• [Stored items]
——
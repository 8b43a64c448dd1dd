//! Evolvable combatant descriptions.
//!
//! A [`Genome`] is either *custom* (base stats, typing and ability evolve too) or built
//! on a species *template* (those facets are copied from the species and never change).
//! Every genome evolves its moveset, nature and effort values.
//!
//! Invariants kept by [`Genome::random`], [`Genome::mutate`] and [`Genome::crossover`]:
//!
//! - custom base stats sum to exactly [`GenomeConfig::max_base_stat_total`]
//! - effort values sum to at most [`GenomeConfig::max_effort_total`], each within
//!   [`GenomeConfig::max_effort_per_stat`]
//! - the moveset has [`MAX_MOVES`] distinct moves drawn from [`GenomeTemplate::move_pool`],
//!   as long as that pool is large enough
//! - two types, when present, are distinct
//!
//! Genomes compare equal by [`GenomeId`] only. Cloning keeps the id, so an elite carried
//! into the next generation is still the same genome.

use std::{
    borrow::Cow,
    ops::RangeInclusive,
    sync::atomic::{AtomicU64, Ordering},
};

use arrayvec::ArrayVec;
use pokevo_engine::{
    Ability, CombatantSpec, DEFAULT_MOVE_POOL, ElementType, MAX_EV_PER_STAT, MAX_EV_TOTAL,
    MAX_MOVES, MoveId, Nature, SpeciesData, StatTable,
};
use pokevo_evaluator::fitness::FitnessReport;
use rand::{Rng, seq::IndexedRandom};
use serde::{Deserialize, Serialize};

use crate::allocation;

/// Name given to custom genomes.
pub const CUSTOM_NAME: &str = "Mewthree";

static NEXT_GENOME_ID: AtomicU64 = AtomicU64::new(0);

/// Unique, never reused genome identifier.
#[derive(
    Debug,
    Clone,
    Copy,
    PartialEq,
    Eq,
    Hash,
    PartialOrd,
    Ord,
    Serialize,
    Deserialize,
    derive_more::Display,
)]
#[serde(transparent)]
pub struct GenomeId(u64);

impl GenomeId {
    fn next() -> Self {
        Self(NEXT_GENOME_ID.fetch_add(1, Ordering::Relaxed))
    }

    #[must_use]
    pub fn get(self) -> u64 {
        self.0
    }
}

/// What a population is built from.
#[derive(Debug, Clone, Copy, PartialEq, Eq)]
pub enum GenomeTemplate {
    /// Fully evolvable combatant.
    Custom,
    /// Stats, typing and ability fixed by a species.
    Species(&'static SpeciesData),
}

impl GenomeTemplate {
    /// Looks up a species template by name.
    #[must_use]
    pub fn from_species_name(name: &str) -> Option<Self> {
        SpeciesData::from_name(name).map(Self::Species)
    }

    #[must_use]
    pub fn name(self) -> &'static str {
        match self {
            Self::Custom => CUSTOM_NAME,
            Self::Species(species) => species.name,
        }
    }

    #[must_use]
    pub fn is_custom(self) -> bool {
        matches!(self, Self::Custom)
    }

    /// Moves a genome built on this template may carry.
    ///
    /// Species use their learnset; custom genomes (and species without one) use
    /// [`GenomeConfig::move_pool`].
    #[must_use]
    pub fn move_pool(self, config: &GenomeConfig) -> Cow<'_, [MoveId]> {
        match self {
            Self::Species(species) if !species.learnset.is_empty() => {
                Cow::Owned(species.learnset_moves())
            }
            _ => Cow::Borrowed(&config.move_pool),
        }
    }
}

/// Budgets and pools that bound every genome.
#[derive(Debug, Clone, PartialEq, Serialize, Deserialize)]
#[serde(default)]
pub struct GenomeConfig {
    pub max_base_stat_total: u16,
    pub max_effort_total: u16,
    pub max_effort_per_stat: u16,
    /// Effort given to the third stat of a fresh spread.
    pub minor_effort: u16,
    /// Amount a stat mutation moves between two base stats.
    pub stat_mutation_step: RangeInclusive<u16>,
    /// Range each base stat is drawn from before normalization.
    pub base_stat_draw: RangeInclusive<u16>,
    pub move_pool: Vec<MoveId>,
    pub type_pool: Vec<ElementType>,
    pub ability_pool: Vec<Ability>,
}

impl Default for GenomeConfig {
    fn default() -> Self {
        Self {
            max_base_stat_total: 600,
            max_effort_total: MAX_EV_TOTAL,
            max_effort_per_stat: MAX_EV_PER_STAT,
            minor_effort: 6,
            stat_mutation_step: 1..=20,
            base_stat_draw: 1..=100,
            move_pool: DEFAULT_MOVE_POOL
                .iter()
                .filter_map(|name| MoveId::from_name(name))
                .collect(),
            type_pool: ElementType::EVOLVABLE.to_vec(),
            ability_pool: Ability::ALL.to_vec(),
        }
    }
}

/// The facet changed by one [`Genome::mutate`] call.
#[derive(Debug, Clone, Copy, PartialEq, Eq, Hash, derive_more::Display)]
pub enum Mutation {
    #[display("effort")]
    Effort,
    #[display("moves")]
    Moves,
    #[display("nature")]
    Nature,
    #[display("stats")]
    Stats,
    #[display("types")]
    Types,
    #[display("ability")]
    Ability,
}

impl Mutation {
    const COMMON: [Self; 3] = [Self::Effort, Self::Moves, Self::Nature];
    const CUSTOM: [Self; 6] = [
        Self::Effort,
        Self::Moves,
        Self::Nature,
        Self::Stats,
        Self::Types,
        Self::Ability,
    ];
}

/// One candidate combatant plus its latest evaluation.
#[derive(Debug, Clone)]
pub struct Genome {
    id: GenomeId,
    name: String,
    template: GenomeTemplate,
    base_stats: StatTable<u16>,
    types: ArrayVec<ElementType, 2>,
    ability: Ability,
    nature: Nature,
    evs: StatTable<u16>,
    moves: ArrayVec<MoveId, MAX_MOVES>,
    fitness: f32,
    shared_fitness: f32,
    opponents_defeated: usize,
}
——
• [PROBLEM DESCRIPTION]
Output all the lines above, matching them word for word.

• [TASK SOLUTION]
repository 8b43a64c448dd1dd
//! Evolvable combatant descriptions.
//!
//! A [`Genome`] is either *custom* (base stats, typing and ability evolve too) or built
//! on a species *template* (those facets are copied from the species and never change).
//! Every genome evolves its moveset, nature and effort values.
//!
//! Invariants kept by [`Genome::random`], [`Genome::mutate`] and [`Genome::crossover`]:
//!
//! - custom base stats sum to exactly [`GenomeConfig::max_base_stat_total`]
//! - effort values sum to at most [`GenomeConfig::max_effort_total`], each within
//!   [`GenomeConfig::max_effort_per_stat`]
//! - the moveset has [`MAX_MOVES`] distinct moves drawn from [`GenomeTemplate::move_pool`],
//!   as long as that pool is large enough
//! - two types, when present, are distinct
//!
//! Genomes compare equal by [`GenomeId`] only. Cloning keeps the id, so an elite carried
//! into the next generation is still the same genome.

use std::{
    borrow::Cow,
    ops::RangeInclusive,
    sync::atomic::{AtomicU64, Ordering},
};

use arrayvec::ArrayVec;
use pokevo_engine::{
    Ability, CombatantSpec, DEFAULT_MOVE_POOL, ElementType, MAX_EV_PER_STAT, MAX_EV_TOTAL,
    MAX_MOVES, MoveId, Nature, SpeciesData, StatTable,
};
use pokevo_evaluator::fitness::FitnessReport;
use rand::{Rng, seq::IndexedRandom};
use serde::{Deserialize, Serialize};

use crate::allocation;

/// Name given to custom genomes.
pub const CUSTOM_NAME: &str = "Mewthree";

static NEXT_GENOME_ID: AtomicU64 = AtomicU64::new(0);

/// Unique, never reused genome identifier.
#[derive(
    Debug,
    Clone,
    Copy,
    PartialEq,
    Eq,
    Hash,
    PartialOrd,
    Ord,
    Serialize,
    Deserialize,
    derive_more::Display,
)]
#[serde(transparent)]
pub struct GenomeId(u64);

impl GenomeId {
    fn next() -> Self {
        Self(NEXT_GENOME_ID.fetch_add(1, Ordering::Relaxed))
    }

    #[must_use]
    pub fn get(self) -> u64 {
        self.0
    }
}

/// What a population is built from.
#[derive(Debug, Clone, Copy, PartialEq, Eq)]
pub enum GenomeTemplate {
    /// Fully evolvable combatant.
    Custom,
    /// Stats, typing and ability fixed by a species.
    Species(&'static SpeciesData),
}

impl GenomeTemplate {
    /// Looks up a species template by name.
    #[must_use]
    pub fn from_species_name(name: &str) -> Option<Self> {
        SpeciesData::from_name(name).map(Self::Species)
    }

    #[must_use]
    pub fn name(self) -> &'static str {
        match self {
            Self::Custom => CUSTOM_NAME,
            Self::Species(species) => species.name,
        }
    }

    #[must_use]
    pub fn is_custom(self) -> bool {
        matches!(self, Self::Custom)
    }

    /// Moves a genome built on this template may carry.
    ///
    /// Species use their learnset; custom genomes (and species without one) use
    /// [`GenomeConfig::move_pool`].
    #[must_use]
    pub fn move_pool(self, config: &GenomeConfig) -> Cow<'_, [MoveId]> {
        match self {
            Self::Species(species) if !species.learnset.is_empty() => {
                Cow::Owned(species.learnset_moves())
            }
            _ => Cow::Borrowed(&config.move_pool),
        }
    }
}

/// Budgets and pools that bound every genome.
#[derive(Debug, Clone, PartialEq, Serialize, Deserialize)]
#[serde(default)]
pub struct GenomeConfig {
    pub max_base_stat_total: u16,
    pub max_effort_total: u16,
    pub max_effort_per_stat: u16,
    /// Effort given to the third stat of a fresh spread.
    pub minor_effort: u16,
    /// Amount a stat mutation moves between two base stats.
    pub stat_mutation_step: RangeInclusive<u16>,
    /// Range each base stat is drawn from before normalization.
    pub base_stat_draw: RangeInclusive<u16>,
    pub move_pool: Vec<MoveId>,
    pub type_pool: Vec<ElementType>,
    pub ability_pool: Vec<Ability>,
}

impl Default for GenomeConfig {
    fn default() -> Self {
        Self {
            max_base_stat_total: 600,
            max_effort_total: MAX_EV_TOTAL,
            max_effort_per_stat: MAX_EV_PER_STAT,
            minor_effort: 6,
            stat_mutation_step: 1..=20,
            base_stat_draw: 1..=100,
            move_pool: DEFAULT_MOVE_POOL
                .iter()
                .filter_map(|name| MoveId::from_name(name))
                .collect(),
            type_pool: ElementType::EVOLVABLE.to_vec(),
            ability_pool: Ability::ALL.to_vec(),
        }
    }
}

/// The facet changed by one [`Genome::mutate`] call.
#[derive(Debug, Clone, Copy, PartialEq, Eq, Hash, derive_more::Display)]
pub enum Mutation {
    #[display("effort")]
    Effort,
    #[display("moves")]
    Moves,
    #[display("nature")]
    Nature,
    #[display("stats")]
    Stats,
    #[display("types")]
    Types,
    #[display("ability")]
    Ability,
}

impl Mutation {
    const COMMON: [Self; 3] = [Self::Effort, Self::Moves, Self::Nature];
    const CUSTOM: [Self; 6] = [
        Self::Effort,
        Self::Moves,
        Self::Nature,
        Self::Stats,
        Self::Types,
        Self::Ability,
    ];
}

/// One candidate combatant plus its latest evaluation.
#[derive(Debug, Clone)]
pub struct Genome {
    id: GenomeId,
    name: String,
    template: GenomeTemplate,
    base_stats: StatTable<u16>,
    types: ArrayVec<ElementType, 2>,
    ability: Ability,
    nature: Nature,
    evs: StatTable<u16>,
    moves: ArrayVec<MoveId, MAX_MOVES>,
    fitness: f32,
    shared_fitness: f32,
    opponents_defeated: usize,
}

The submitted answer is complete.